By Jessica Shugart, Staff Writer for the department of Communications & Public Affairs at the Stanford School of Medicine
Most donors give blood only a few times a year, if that. But for Linda Johnson, it’s a routine part of life. On this fall day in 2012, Johnson reclines in a comfy chair at the Stanford Blood Center, wrapped in a soft, powder-blue blanket, while two pints of blood drain from a vein in her arm. Right next to her, a machine snatches the tiny cell fragments called platelets from her blood and returns the rest of the fluid back into her vein. She’s a very familiar face here: This is her 561st donation.
Though Johnson has been donating at the Stanford Blood Center for 25 years, her history of giving blood starts even earlier. She donated in college and – like many who give of themselves to help others – found the experience rewarding. Wanting to make a bigger impact, she got tested to see if she’d be eligible to donate platelets, a blood component crucial for clotting. Because only platelets are removed from their blood, these donors can give more than the usual pint at a time, and can do so more often. Johnson donates twice a month, whereas whole-blood donors are limited to once every eight weeks.
“I donate because I can. My fortune is good health,” says Johnson. “I know many people who are not healthy, and there is no substitute for blood.”
Johnson, the only woman to surpass 500 donations at the Stanford center, admits she’s also in the game for a little friendly competition with her fellow donors: At her current pace, she’ll hit 600 donations in June 2014.
“I get the satisfaction of knowing I helped save somebody’s life, and I’ve done that more than 500 times,” Johnson says. “It’s extremely heartwarming. Plus I get cookies – at least two.”

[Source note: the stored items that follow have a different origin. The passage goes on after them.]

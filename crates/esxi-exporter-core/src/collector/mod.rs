//! Per-port network data collection from `vsish`.
//!
//! # Usage
//!
//! ```
//! use esxi_exporter_core::collector::{PortResolver, ResolverOptions};
//! use esxi_exporter_core::vsish::{Gateway, MockVsish};
//!
//! # tokio::runtime::Builder::new_current_thread().build().unwrap().block_on(async {
//! let gateway = Gateway::new(MockVsish::sample_host());
//! let mut resolver = PortResolver::new(gateway, ResolverOptions::default());
//! let bundles = resolver.resolve().await;
//! assert_eq!(bundles.len(), 4);
//! # });
//! ```

pub mod model;
mod resolver;

pub use model::{ClientSubType, ClientType, PortBundle, PortStatus, PortType, StatRecord};
pub use resolver::{CollectTiming, PortResolver, ResolverOptions};
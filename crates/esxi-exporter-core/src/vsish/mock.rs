//! In-memory `vsish` for testing without an ESXi host.
//!
//! `MockVsish` stores the text `vsish` would print for each node, so tests
//! (and the `--mock` server mode) drive the real parser and resolver.

use std::collections::HashMap;
use std::sync::Mutex;

use async_trait::async_trait;

use super::paths::{self, SummaryKind};
use super::{CommandError, PortId, Vsish};

/// One recorded invocation.
#[derive(Debug, Clone, PartialEq)]
pub enum MockCall {
    Ls(String),
    Cat(Vec<String>),
}

/// In-memory introspection tool.
#[derive(Debug, Default)]
pub struct MockVsish {
    /// Map from directory path to `ls` output.
    listings: HashMap<String, String>,
    /// Map from node path to its `cat -p` record.
    nodes: HashMap<String, String>,
    fail_ls: bool,
    /// `cat` fails when any requested path contains one of these.
    fail_cat_on: Vec<String>,
    calls: Mutex<Vec<MockCall>>,
}

impl MockVsish {
    /// Creates an empty mock; every `ls` prints nothing.
    pub fn new() -> Self {
        Self::default()
    }

    /// Sets the `ls` output for a directory.
    pub fn set_listing(&mut self, path: impl Into<String>, output: impl Into<String>) {
        self.listings.insert(path.into(), output.into());
    }

    /// Adds the record printed by `cat` for a node.
    pub fn add_node(&mut self, path: impl Into<String>, record: impl Into<String>) {
        self.nodes.insert(path.into(), record.into());
    }

    /// Makes every `ls` fail.
    pub fn fail_ls(&mut self, fail: bool) {
        self.fail_ls = fail;
    }

    /// Makes any `cat` whose paths contain `pattern` fail.
    pub fn fail_cat_on(&mut self, pattern: impl Into<String>) {
        self.fail_cat_on.push(pattern.into());
    }

    /// Adds an open port with its type, status and stats nodes.
    ///
    /// The port is appended to the `/net/openPorts` listing.
    pub fn add_port(
        &mut self,
        port: PortId,
        portset: &str,
        client_type: i64,
        client_sub_type: i64,
        client_name: &str,
        stats: &str,
    ) {
        let listing = self
            .listings
            .entry(paths::open_ports_root().to_string())
            .or_default();
        listing.push_str(&format!("{port}/\n"));

        self.add_node(
            paths::port_type(port),
            format!("{{\n   \"portCfg\":\"\",\n   \"portsetName\":\"{portset}\",\n}}"),
        );
        self.add_node(
            paths::port_status(portset, port),
            format!(
                "{{\n   \"clientType\":{client_type},\n   \"clientSubType\":{client_sub_type},\n   \"clientName\":\"{client_name}\",\n}}"
            ),
        );
        self.add_node(paths::port_stats(portset, port), stats);
    }

    /// Adds a device summary node for an existing port.
    pub fn add_summary(&mut self, port: PortId, portset: &str, kind: SummaryKind, record: &str) {
        self.add_node(paths::summary(portset, port, kind), record);
    }

    /// Invocations made so far, oldest first.
    pub fn calls(&self) -> Vec<MockCall> {
        self.calls.lock().map(|c| c.clone()).unwrap_or_default()
    }

    fn record(&self, call: MockCall) {
        if let Ok(mut calls) = self.calls.lock() {
            calls.push(call);
        }
    }

    /// A host with one VMXNET3 vNIC, one E1000 vNIC, one physical uplink
    /// and one port without a client.
    pub fn sample_host() -> Self {
        let mut vsish = Self::new();

        vsish.add_port(
            33554436,
            "vSwitch0",
            5,
            9,
            "web01.eth0",
            "{\n   \"pktsTx\":184223,\n   \"pktsTxMulticast\":12,\n   \"pktsTxBroadcast\":3,\n   \"bytesTx\":24338117,\n   \"pktsRx\":201117,\n   \"bytesRx\":190229311,\n   \"droppedTx\":0,\n   \"droppedRx\":4,\n}",
        );
        vsish.add_summary(
            33554436,
            "vSwitch0",
            SummaryKind::Vmxnet3Rx,
            "{\n   \"lroPktsRxOk\":0,\n   \"pktsRxOk\":201117,\n   \"outOfBuffers\":0,\n   \"ring1Full\":2,\n}",
        );
        vsish.add_summary(
            33554436,
            "vSwitch0",
            SummaryKind::Vmxnet3Tx,
            "{\n   \"pktsTxOk\":184223,\n   \"tsoPktsTx\":311,\n   \"ringFull\":0,\n}",
        );

        vsish.add_port(
            33554437,
            "vSwitch0",
            5,
            7,
            "legacy01.eth0",
            "{\n   \"pktsTx\":5120,\n   \"bytesTx\":611200,\n   \"pktsRx\":6001,\n   \"bytesRx\":702334,\n}",
        );
        vsish.add_summary(
            33554437,
            "vSwitch0",
            SummaryKind::E1000Rx,
            "{\n   \"pktsRx\":6001,\n   \"avgBatch\":1.75,\n}",
        );
        vsish.add_summary(
            33554437,
            "vSwitch0",
            SummaryKind::E1000Tx,
            "{\n   \"pktsTx\":5120,\n}",
        );

        vsish.add_port(
            33554434,
            "vSwitch0",
            4,
            0,
            "vmnic0",
            "{\n   \"pktsTx\":9912345,\n   \"bytesTx\":8811223344,\n   \"pktsRx\":10022334,\n   \"bytesRx\":9911882233,\n}",
        );

        vsish.add_port(
            33554433,
            "vSwitch0",
            0,
            0,
            "",
            "{\n   \"pktsTx\":0,\n   \"pktsRx\":0,\n}",
        );

        vsish
    }
}

#[async_trait]
impl Vsish for MockVsish {
    async fn ls(&self, path: &str) -> Result<String, CommandError> {
        self.record(MockCall::Ls(path.to_string()));
        if self.fail_ls {
            return Err(CommandError::Failed {
                status: "exit status: 1".to_string(),
                stderr: "mock: ls failed".to_string(),
            });
        }
        Ok(self.listings.get(path).cloned().unwrap_or_default())
    }

    async fn cat(&self, paths: &[String]) -> Result<String, CommandError> {
        self.record(MockCall::Cat(paths.to_vec()));
        if paths
            .iter()
            .any(|p| self.fail_cat_on.iter().any(|pattern| p.contains(pattern.as_str())))
        {
            return Err(CommandError::Failed {
                status: "exit status: 1".to_string(),
                stderr: "mock: cat failed".to_string(),
            });
        }

        // Unknown nodes print nothing, which the batch parser sees as a
        // short record count.
        let mut out = String::new();
        for path in paths {
            if let Some(record) = self.nodes.get(path) {
                out.push_str(record);
                out.push('\n');
            }
        }
        Ok(out)
    }
}

#[cfg(test)]
mod tests {
    use super::*;

    #[tokio::test]
    async fn test_add_port_builds_listing_and_nodes() {
        let mut vsish = MockVsish::new();
        vsish.add_port(17, "vSwitch0", 5, 9, "vnic0", "{ \"txBytes\":100 }");
        vsish.add_port(33, "vSwitch0", 4, 0, "pnic0", "{ \"txBytes\":200 }");

        assert_eq!(vsish.ls("/net/openPorts").await.unwrap(), "17/\n33/\n");
        let out = vsish
            .cat(&[paths::port_stats("vSwitch0", 33)])
            .await
            .unwrap();
        assert!(out.contains("200"));
    }

    #[tokio::test]
    async fn test_calls_are_recorded() {
        let vsish = MockVsish::new();
        vsish.ls("/net/openPorts").await.unwrap();
        vsish.cat(&["/a".to_string()]).await.unwrap();

        assert_eq!(
            vsish.calls(),
            vec![
                MockCall::Ls("/net/openPorts".to_string()),
                MockCall::Cat(vec!["/a".to_string()]),
            ]
        );
    }

    #[tokio::test]
    async fn test_fail_cat_on_pattern() {
        let mut vsish = MockVsish::new();
        vsish.fail_cat_on("/status");

        assert!(vsish.cat(&["/x/type".to_string()]).await.is_ok());
        assert!(vsish.cat(&["/x/type".to_string(), "/x/status".to_string()]).await.is_err());
    }
}
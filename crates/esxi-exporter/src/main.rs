//! esxi-exporter - ESXi virtual switch port statistics over HTTP.
//!
//! Serves `GET /metrics`; each request runs a full `vsish` poll.

mod access_log;
mod handlers;
mod shutdown;
mod state;

#[cfg(not(target_env = "msvc"))]
#[global_allocator]
static GLOBAL: tikv_jemallocator::Jemalloc = tikv_jemallocator::Jemalloc;

use std::net::{IpAddr, SocketAddr};
use std::path::PathBuf;
use std::process;
use std::sync::Arc;
use std::time::Duration;

use clap::Parser;
use tokio::net::TcpListener;
use tokio::sync::Mutex;
use tracing::{Level, error, info};
use tracing_subscriber::EnvFilter;

use esxi_exporter_core::VERSION;
use esxi_exporter_core::collector::ResolverOptions;
use esxi_exporter_core::exporter::Exporter;
use esxi_exporter_core::vsish::{MockVsish, Vsish, VsishCommand};

use state::SharedExporter;

// ============================================================
// CLI
// ============================================================

#[derive(Parser, Debug)]
#[command(
    name = "esxi-exporter",
    about = "Exports ESXi virtual switch port statistics for scraping",
    version = VERSION
)]
struct Args {
    /// Port to listen on.
    #[arg(short, long, default_value_t = 8080, env = "ESXI_EXPORTER_PORT")]
    port: u16,

    /// Address to listen on.
    #[arg(short, long, default_value = "0.0.0.0", env = "ESXI_EXPORTER_LISTEN")]
    listen: IpAddr,

    /// Path to the vsish binary.
    #[arg(long, default_value = "vsish", env = "ESXI_EXPORTER_VSISH")]
    vsish: PathBuf,

    /// Timeout in seconds for each vsish (and hostname) invocation.
    #[arg(
        long,
        default_value_t = 10,
        value_name = "SECS",
        value_parser = clap::value_parser!(u64).range(1..),
        env = "ESXI_EXPORTER_COMMAND_TIMEOUT"
    )]
    command_timeout: u64,

    /// Also export e1000 rx/tx queue statistics for E1000 vNICs.
    #[arg(long)]
    e1000_stats: bool,

    /// Serve a built-in sample host instead of running vsish.
    #[arg(long)]
    mock: bool,

    /// Increase logging verbosity (-v for debug, -vv for trace). Default is info level.
    #[arg(short, long, action = clap::ArgAction::Count)]
    verbose: u8,

    /// Quiet mode - only show errors.
    #[arg(short, long)]
    quiet: bool,
}

/// Initializes logging based on verbosity flags.
///
/// `RUST_LOG` directives are kept; the flags set the level for this crate
/// and the core library.
fn init_logging(verbose: u8, quiet: bool) {
    let level = if quiet {
        Level::ERROR
    } else {
        match verbose {
            0 => Level::INFO,
            1 => Level::DEBUG,
            _ => Level::TRACE,
        }
    };

    let mut filter = EnvFilter::from_default_env();
    for target in ["esxi_exporter", "esxi_exporter_core"] {
        if let Ok(directive) = format!("{target}={level}").parse() {
            filter = filter.add_directive(directive);
        }
    }

    tracing_subscriber::fmt()
        .with_env_filter(filter)
        .with_target(false)
        .init();
}

// ============================================================
// Main
// ============================================================

fn main() {
    let args = Args::parse();
    init_logging(args.verbose, args.quiet);

    let runtime = match tokio::runtime::Builder::new_multi_thread()
        .enable_all()
        .build()
    {
        Ok(runtime) => runtime,
        Err(e) => {
            error!(error = %e, "failed to build tokio runtime");
            process::exit(1);
        }
    };

    if let Err(e) = runtime.block_on(run(args)) {
        error!(error = %e, "server error");
        process::exit(1);
    }
}

async fn run(args: Args) -> std::io::Result<()> {
    let timeout = Duration::from_secs(args.command_timeout);
    let options = ResolverOptions {
        e1000_stats: args.e1000_stats,
    };

    let vsish: Box<dyn Vsish> = if args.mock {
        info!("serving built-in sample host");
        Box::new(MockVsish::sample_host())
    } else {
        info!(binary = %args.vsish.display(), timeout = ?timeout, "using vsish");
        Box::new(VsishCommand::new(&args.vsish).with_timeout(timeout))
    };

    let exporter = Exporter::new(vsish, options).with_hostname_timeout(timeout);
    let state: SharedExporter = Arc::new(Mutex::new(exporter));

    let app = handlers::router(state).into_make_service_with_connect_info::<SocketAddr>();

    let addr = SocketAddr::new(args.listen, args.port);
    let listener = TcpListener::bind(addr).await?;
    info!(%addr, version = VERSION, e1000_stats = args.e1000_stats, "listening");

    axum::serve(listener, app)
        .with_graceful_shutdown(shutdown::signal())
        .await?;

    info!("stopped");
    Ok(())
}
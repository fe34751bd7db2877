//! Resolves open ports into per-port bundles.
//!
//! Resolution runs four batched stages, each depending on the previous one:
//!
//! 1. list `/net/openPorts`
//! 2. read every port's `type` node → portset name
//! 3. read every port's `status` node → client type, subtype and name
//! 4. read every port's `stats` node plus the device summaries its client
//!    type calls for
//!
//! A failed or inconsistent batch yields no data for that stage; ports with
//! nothing to go on are dropped, never the whole poll.

use std::collections::HashMap;
use std::time::{Duration, Instant};

use tracing::{debug, warn};

use super::model::{ClientSubType, PortBundle, PortStatus, PortType, StatRecord};
use crate::vsish::paths::{self, SummaryKind};
use crate::vsish::{Gateway, PortId, Value, Vsish};

/// Timing of each resolution stage.
#[derive(Debug, Clone, Default)]
pub struct CollectTiming {
    pub total: Duration,
    pub list: Duration,
    pub types: Duration,
    pub status: Duration,
    pub stats: Duration,
}

/// Knobs for what gets read in stage 4.
#[derive(Debug, Clone, Default)]
pub struct ResolverOptions {
    /// Read `e1000/rxQueueStats` and `e1000/txQueueStats` for E1000 vNICs.
    pub e1000_stats: bool,
}

impl ResolverOptions {
    /// Device summaries to read for a port with the given status.
    pub fn summaries_for(&self, status: &PortStatus) -> &'static [SummaryKind] {
        if status.is_virtual_nic(ClientSubType::Vmxnet3) {
            &[SummaryKind::Vmxnet3Rx, SummaryKind::Vmxnet3Tx]
        } else if status.is_virtual_nic(ClientSubType::E1000) && self.e1000_stats {
            &[SummaryKind::E1000Rx, SummaryKind::E1000Tx]
        } else {
            &[]
        }
    }
}

/// A port that made it through stage 3.
struct KnownPort {
    port: PortId,
    portset_name: String,
    status: PortStatus,
}

/// Drives the stage chain against a [`Gateway`].
pub struct PortResolver<V: Vsish> {
    gateway: Gateway<V>,
    options: ResolverOptions,
    /// Timing information from the last resolve call.
    last_timing: Option<CollectTiming>,
}

impl<V: Vsish> PortResolver<V> {
    pub fn new(gateway: Gateway<V>, options: ResolverOptions) -> Self {
        Self {
            gateway,
            options,
            last_timing: None,
        }
    }

    pub fn gateway(&self) -> &Gateway<V> {
        &self.gateway
    }

    pub fn last_timing(&self) -> Option<&CollectTiming> {
        self.last_timing.as_ref()
    }

    /// Runs all four stages and returns bundles in listing order.
    pub async fn resolve(&mut self) -> Vec<PortBundle> {
        let start = Instant::now();
        let mut timing = CollectTiming::default();

        let t = Instant::now();
        let ports = match self.gateway.list_open_ports().await {
            Ok(ports) => ports,
            Err(e) => {
                warn!(error = %e, "listing open ports failed");
                Vec::new()
            }
        };
        timing.list = t.elapsed();

        let t = Instant::now();
        let typed = self.resolve_types(&ports).await;
        timing.types = t.elapsed();

        let t = Instant::now();
        let known = self.resolve_status(typed).await;
        timing.status = t.elapsed();

        let t = Instant::now();
        let bundles = self.resolve_stats(known).await;
        timing.stats = t.elapsed();

        timing.total = start.elapsed();
        debug!(
            ports = ports.len(),
            bundles = bundles.len(),
            total_ms = timing.total.as_millis() as u64,
            list_ms = timing.list.as_millis() as u64,
            types_ms = timing.types.as_millis() as u64,
            status_ms = timing.status.as_millis() as u64,
            stats_ms = timing.stats.as_millis() as u64,
            "ports resolved"
        );
        self.last_timing = Some(timing);

        bundles
    }

    /// Stage 2: portset name per port.
    async fn resolve_types(&self, ports: &[PortId]) -> Vec<(PortId, String)> {
        let type_paths: Vec<String> = ports.iter().map(|&port| paths::port_type(port)).collect();
        let records = self.read_batch("type", &type_paths).await;

        ports
            .iter()
            .zip(&type_paths)
            .filter_map(|(&port, path)| {
                match records.get(path).and_then(PortType::from_value) {
                    Some(port_type) => Some((port, port_type.portset_name)),
                    None => {
                        debug!(port, "no type record, skipping port");
                        None
                    }
                }
            })
            .collect()
    }

    /// Stage 3: client status per port.
    async fn resolve_status(&self, typed: Vec<(PortId, String)>) -> Vec<KnownPort> {
        let status_paths: Vec<String> = typed
            .iter()
            .map(|(port, portset)| paths::port_status(portset, *port))
            .collect();
        let records = self.read_batch("status", &status_paths).await;

        typed
            .into_iter()
            .zip(&status_paths)
            .filter_map(|((port, portset_name), path)| {
                match records.get(path).and_then(PortStatus::from_value) {
                    Some(status) => Some(KnownPort {
                        port,
                        portset_name,
                        status,
                    }),
                    None => {
                        debug!(port, portset = %portset_name, "no status record, skipping port");
                        None
                    }
                }
            })
            .collect()
    }

    /// Stage 4: base stats for every port plus device summaries, in one batch.
    async fn resolve_stats(&self, known: Vec<KnownPort>) -> Vec<PortBundle> {
        let mut data_paths = Vec::new();
        for port in &known {
            data_paths.push(paths::port_stats(&port.portset_name, port.port));
            for &kind in self.options.summaries_for(&port.status) {
                data_paths.push(paths::summary(&port.portset_name, port.port, kind));
            }
        }
        let records = self.read_batch("stats", &data_paths).await;

        known
            .into_iter()
            .filter_map(|known| {
                let stats_path = paths::port_stats(&known.portset_name, known.port);
                let Some(stats) = records.get(&stats_path).and_then(StatRecord::from_value) else {
                    debug!(port = known.port, "no stats record, skipping port");
                    return None;
                };

                let summaries = self
                    .options
                    .summaries_for(&known.status)
                    .iter()
                    .filter_map(|&kind| {
                        let path = paths::summary(&known.portset_name, known.port, kind);
                        records
                            .get(&path)
                            .and_then(StatRecord::from_value)
                            .map(|record| (kind, record))
                    })
                    .collect();

                Some(PortBundle {
                    port_id: known.port,
                    portset_name: known.portset_name,
                    status: known.status,
                    stats,
                    summaries,
                })
            })
            .collect()
    }

    async fn read_batch(&self, stage: &'static str, paths: &[String]) -> HashMap<String, Value> {
        match self.gateway.batch_read(paths).await {
            Ok(records) => records,
            Err(e) => {
                warn!(stage, paths = paths.len(), error = %e, "batch read failed");
                HashMap::new()
            }
        }
    }
}
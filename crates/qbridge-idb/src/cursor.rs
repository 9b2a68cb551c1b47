//! Cursors over engine-side result sets.

use serde_json::Value as JsonValue;
use std::cell::RefCell;
use std::rc::Rc;

use crate::error::IdbError;
use crate::request::Request;
use crate::store::ObjectStore;
use qbridge_protocol::{compare, Command, CursorDirection, CursorRecord, CursorStep, Query};

struct CursorState {
    cursor_id: String,
    key: JsonValue,
    primary_key: JsonValue,
    value: Option<JsonValue>,
    done: bool,
    advancing: bool,
}

/// A cursor. Each advance settles the request that opened it again.
#[derive(Clone)]
pub struct Cursor {
    state: Rc<RefCell<CursorState>>,
    store: ObjectStore,
    index: Option<String>,
    request: Request<Option<Cursor>>,
    direction: CursorDirection,
    key_only: bool,
}

impl Cursor {
    pub(crate) fn new(
        store: ObjectStore,
        index: Option<String>,
        request: Request<Option<Cursor>>,
        cursor_id: String,
        record: CursorRecord,
        direction: CursorDirection,
        key_only: bool,
    ) -> Self {
        let primary_key = record.effective_primary_key();
        let cursor = Self {
            state: Rc::new(RefCell::new(CursorState {
                cursor_id,
                key: record.key,
                primary_key,
                value: record.value,
                done: false,
                advancing: false,
            })),
            store,
            index,
            request,
            direction,
            key_only,
        };

        // The request holds this cursor and the cursor holds the request;
        // the transaction's end breaks the cycle.
        let state = Rc::downgrade(&cursor.state);
        let request = cursor.request.downgrade();
        cursor.store.transaction().on_final(move |_| {
            if let Some(state) = state.upgrade() {
                state.borrow_mut().done = true;
            }
            if let Some(request) = request.upgrade() {
                request.release();
            }
        });
        cursor
    }

    pub fn key(&self) -> JsonValue {
        self.state.borrow().key.clone()
    }

    pub fn primary_key(&self) -> JsonValue {
        self.state.borrow().primary_key.clone()
    }

    /// Current value; `None` for key cursors.
    pub fn value(&self) -> Option<JsonValue> {
        self.state.borrow().value.clone()
    }

    pub fn direction(&self) -> CursorDirection {
        self.direction
    }

    pub fn key_only(&self) -> bool {
        self.key_only
    }

    /// Store the cursor walks, directly or through an index.
    pub fn object_store(&self) -> &ObjectStore {
        &self.store
    }

    pub fn index_name(&self) -> Option<&str> {
        self.index.as_deref()
    }

    pub fn is_done(&self) -> bool {
        self.state.borrow().done
    }

    /// The request every advance settles.
    pub fn request(&self) -> Request<Option<Cursor>> {
        self.request.clone()
    }

    /// Move to the next record. Continuing to a given key is not supported.
    pub fn continue_(&self, key: Option<JsonValue>) -> Result<(), IdbError> {
        if key.is_some() {
            return Err(IdbError::NotSupported(
                "continuing to a specific key is not supported".into(),
            ));
        }
        self.step(1)
    }

    /// Skip `count` records.
    pub fn advance(&self, count: u32) -> Result<(), IdbError> {
        if count == 0 {
            return Err(IdbError::Type("advance count must be positive".into()));
        }
        self.step(count)
    }

    /// Continue and wait for the next position.
    pub async fn next(&self) -> Result<Option<Cursor>, IdbError> {
        self.continue_(None)?;
        self.request.outcome().await
    }

    /// Replace the current record's value.
    pub fn update(&self, value: JsonValue) -> Result<Request<()>, IdbError> {
        self.ensure_positioned()?;
        self.store.transaction().ensure_writable()?;

        let primary_key = self.primary_key();
        let inline_path = self
            .store
            .metadata()
            .map(|m| m.key_path)
            .filter(|path| path.is_inline());
        let key = match inline_path {
            Some(path) => {
                let matches = path
                    .extract(&value)
                    .map(|k| compare(&k, &primary_key) == Ok(std::cmp::Ordering::Equal))
                    .unwrap_or(false);
                if !matches {
                    return Err(IdbError::Data(
                        "the new value's key differs from the cursor's primary key".into(),
                    ));
                }
                None
            }
            None => Some(primary_key),
        };
        self.store.put_resolved(value, key)
    }

    /// Delete the current record.
    pub fn delete(&self) -> Result<Request<()>, IdbError> {
        self.ensure_positioned()?;
        self.store.delete(Query::Key(self.primary_key()))
    }

    fn ensure_positioned(&self) -> Result<(), IdbError> {
        if self.key_only {
            return Err(IdbError::InvalidState("key cursors have no values".into()));
        }
        let state = self.state.borrow();
        if state.done {
            return Err(IdbError::InvalidState("cursor is exhausted".into()));
        }
        if state.advancing {
            return Err(IdbError::InvalidState("cursor is advancing".into()));
        }
        Ok(())
    }

    fn step(&self, count: u32) -> Result<(), IdbError> {
        let cursor_id = {
            let state = self.state.borrow();
            if state.done {
                return Err(IdbError::InvalidState("cursor is exhausted".into()));
            }
            if state.advancing {
                return Err(IdbError::InvalidState("cursor is already advancing".into()));
            }
            state.cursor_id.clone()
        };

        let cursor = self.clone();
        self.store.transaction().dispatch_on(
            &self.request,
            Command::CursorContinue { cursor_id, count },
            move |outcome| cursor.moved(outcome),
        )?;
        self.state.borrow_mut().advancing = true;
        Ok(())
    }

    fn moved(self, outcome: Result<JsonValue, IdbError>) -> Result<Option<Cursor>, IdbError> {
        self.state.borrow_mut().advancing = false;
        let step = CursorStep::parse(outcome?)?;
        let mut state = self.state.borrow_mut();
        match step {
            CursorStep::Done => {
                state.done = true;
                drop(state);
                Ok(None)
            }
            CursorStep::Record(record) => {
                state.primary_key = record.effective_primary_key();
                state.key = record.key;
                state.value = record.value;
                drop(state);
                Ok(Some(self))
            }
        }
    }
}

impl std::fmt::Debug for Cursor {
    fn fmt(&self, f: &mut std::fmt::Formatter<'_>) -> std::fmt::Result {
        let mut out = f.debug_struct("Cursor");
        out.field("store", &self.store.name())
            .field("index", &self.index)
            .field("direction", &self.direction);
        if let Ok(state) = self.state.try_borrow() {
            out.field("cursor_id", &state.cursor_id)
                .field("key", &state.key)
                .field("done", &state.done);
        }
        out.finish()
    }
}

Each of us has about 10 pints of nature’s life-giving concoction flowing through our arteries and veins – delivering oxygen to vital organs, fighting infection and healing wounds. In spite of striking advances in our understanding of how blood works, no one has come up with a substitute that re-creates all its virtues. To date, the only replacement for lost or damaged blood comes in the form of a gift from a willing donor, which is why donors are vital.